Hopefully I wasn't to slow only just got time to look at this properly.

Edited Codepen

Now to start your main problem was using CSS animations rather then transitions. With transitions being better for this as you are transitioning from one state(open) to another(closed). Rather then a complex animation with no defined start or end state.

So what I've done is change your classes:

.sub-menu{
    background: #333;
    max-height: 500px;
    position: relative;
    display: block;
    overflow:hidden;
}
.sub-menu.ng-hide{
max-height: 0;
}

.sub-menu.ng-hide-remove {
    transition: max-height 700ms cubic-bezier(0.35, 0, 0.25, 1);
}

.sub-menu.ng-hide-add {
    transition: max-height 600ms cubic-bezier(0.35, 0, 0.25, 1);
}

They now use transisiton.
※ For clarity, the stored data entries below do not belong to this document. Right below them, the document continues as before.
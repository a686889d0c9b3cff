use linelight_core::{Element, HighlightEngine, Node};
use once_cell::sync::Lazy;
use syntect::easy::ScopeRegionIterator;
use syntect::parsing::{ParseState, Scope, ScopeStack, SyntaxSet};
use syntect::util::LinesWithEndings;

// Syntax definitions are expensive to load, so the extended set is built
// once per process and shared by every engine instance.
static SYNTAXES: Lazy<SyntaxSet> = Lazy::new(two_face::syntax::extra_newlines);

/// `HighlightEngine` backed by syntect's TextMate grammars.
///
/// Canonical language identifiers are syntax definition names (`py`
/// resolves to `Python`); lookup goes through syntect's token matching,
/// which covers names, aliases, and file extensions case-insensitively.
/// Output is class-annotated token spans; styling is left to a stylesheet.
#[derive(Clone, Copy, Debug)]
pub struct SyntectEngine {
    syntaxes: &'static SyntaxSet,
}

impl SyntectEngine {
    pub fn new() -> Self {
        Self {
            syntaxes: &SYNTAXES,
        }
    }
}

impl Default for SyntectEngine {
    fn default() -> Self {
        Self::new()
    }
}

impl HighlightEngine for SyntectEngine {
    fn resolve_language(&self, token: &str) -> Option<String> {
        self.syntaxes
            .find_syntax_by_token(token)
            .map(|syntax| syntax.name.clone())
    }

    fn highlight(&self, text: &str, language: &str) -> Vec<Node> {
        let Some(syntax) = self.syntaxes.find_syntax_by_name(language) else {
            return plain(text);
        };
        let mut state = ParseState::new(syntax);
        let mut stack = ScopeStack::new();
        let mut nodes = Vec::new();
        for line in LinesWithEndings::from(text) {
            let Ok(ops) = state.parse_line(line, self.syntaxes) else {
                // The grammar gave up mid-block; keep the line verbatim so
                // the segmenter still sees every character.
                push_text(&mut nodes, line);
                continue;
            };
            for (piece, op) in ScopeRegionIterator::new(&ops, line) {
                if stack.apply(op).is_err() {
                    push_text(&mut nodes, piece);
                    continue;
                }
                if piece.is_empty() {
                    continue;
                }
                match token_class(&stack) {
                    Some(kind) => nodes.push(token_span(kind, piece)),
                    None => push_text(&mut nodes, piece),
                }
            }
        }
        nodes
    }
}

// TextMate scope prefix -> emitted token class. First match wins, so the
// more specific prefixes sit above the ones they refine.
const SCOPE_CLASSES: &[(&str, &str)] = &[
    ("comment", "comment"),
    ("string", "string"),
    ("constant.numeric", "number"),
    ("constant.character", "string"),
    ("constant", "constant"),
    ("entity.name.function", "function"),
    ("entity.name.type", "class-name"),
    ("entity.name.tag", "tag"),
    ("entity.other.attribute-name", "attr-name"),
    ("support.function", "function"),
    ("support.type", "class-name"),
    ("support.class", "class-name"),
    ("storage.type", "keyword"),
    ("storage.modifier", "keyword"),
    ("keyword.operator", "operator"),
    ("keyword", "keyword"),
    ("variable.parameter", "parameter"),
    ("variable", "variable"),
    ("punctuation", "punctuation"),
    ("markup.inserted", "inserted"),
    ("markup.deleted", "deleted"),
];

/// Innermost scope wins, mirroring how editors pick the most specific
/// TextMate scope when styling.
fn token_class(stack: &ScopeStack) -> Option<&'static str> {
    stack.as_slice().iter().rev().find_map(class_for_scope)
}

fn class_for_scope(scope: &Scope) -> Option<&'static str> {
    let name = scope.build_string();
    SCOPE_CLASSES
        .iter()
        .find_map(|(prefix, class)| name.starts_with(prefix).then_some(*class))
}

fn token_span(kind: &str, piece: &str) -> Node {
    let mut span = Element::new("span").with_class("token");
    span.add_class(kind);
    span.children.push(Node::Text(piece.to_string()));
    Node::Element(span)
}

fn push_text(nodes: &mut Vec<Node>, piece: &str) {
    if piece.is_empty() {
        return;
    }
    if let Some(Node::Text(last)) = nodes.last_mut() {
        last.push_str(piece);
    } else {
        nodes.push(Node::Text(piece.to_string()));
    }
}

fn plain(text: &str) -> Vec<Node> {
    if text.is_empty() {
        Vec::new()
    } else {
        vec![Node::Text(text.to_string())]
    }
}

#[cfg(test)]
mod tests {
    use super::SyntectEngine;
    use linelight_core::{HighlightEngine, Node, text_content};

    #[test]
    fn unknown_canonical_name_degrades_to_plain_text() {
        let engine = SyntectEngine::new();
        let nodes = engine.highlight("x\n", "No Such Grammar");
        assert_eq!(nodes, vec![Node::text("x\n")]);
    }

    #[test]
    fn adjacent_plain_pieces_are_merged() {
        let engine = SyntectEngine::new();
        let nodes = engine.highlight("x y z\n", "Plain Text");
        assert_eq!(text_content(&nodes), "x y z\n");
        let text_runs = nodes
            .iter()
            .filter(|node| matches!(node, Node::Text(_)))
            .count();
        assert_eq!(text_runs, 1);
    }
}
As well as max-height rather than height so that no specific height value needs to be given to the submenu to fully show it. Also using cubic-bezier for smoother transitioning.

Also I removed the ng-animate="'animate'" directives on elements as it isn't needed, it is the old way of adding animations. All classes are now managed by the ng-show directive and there is no ng-animate directive. The current ngAnimate docs can give more info about the classes.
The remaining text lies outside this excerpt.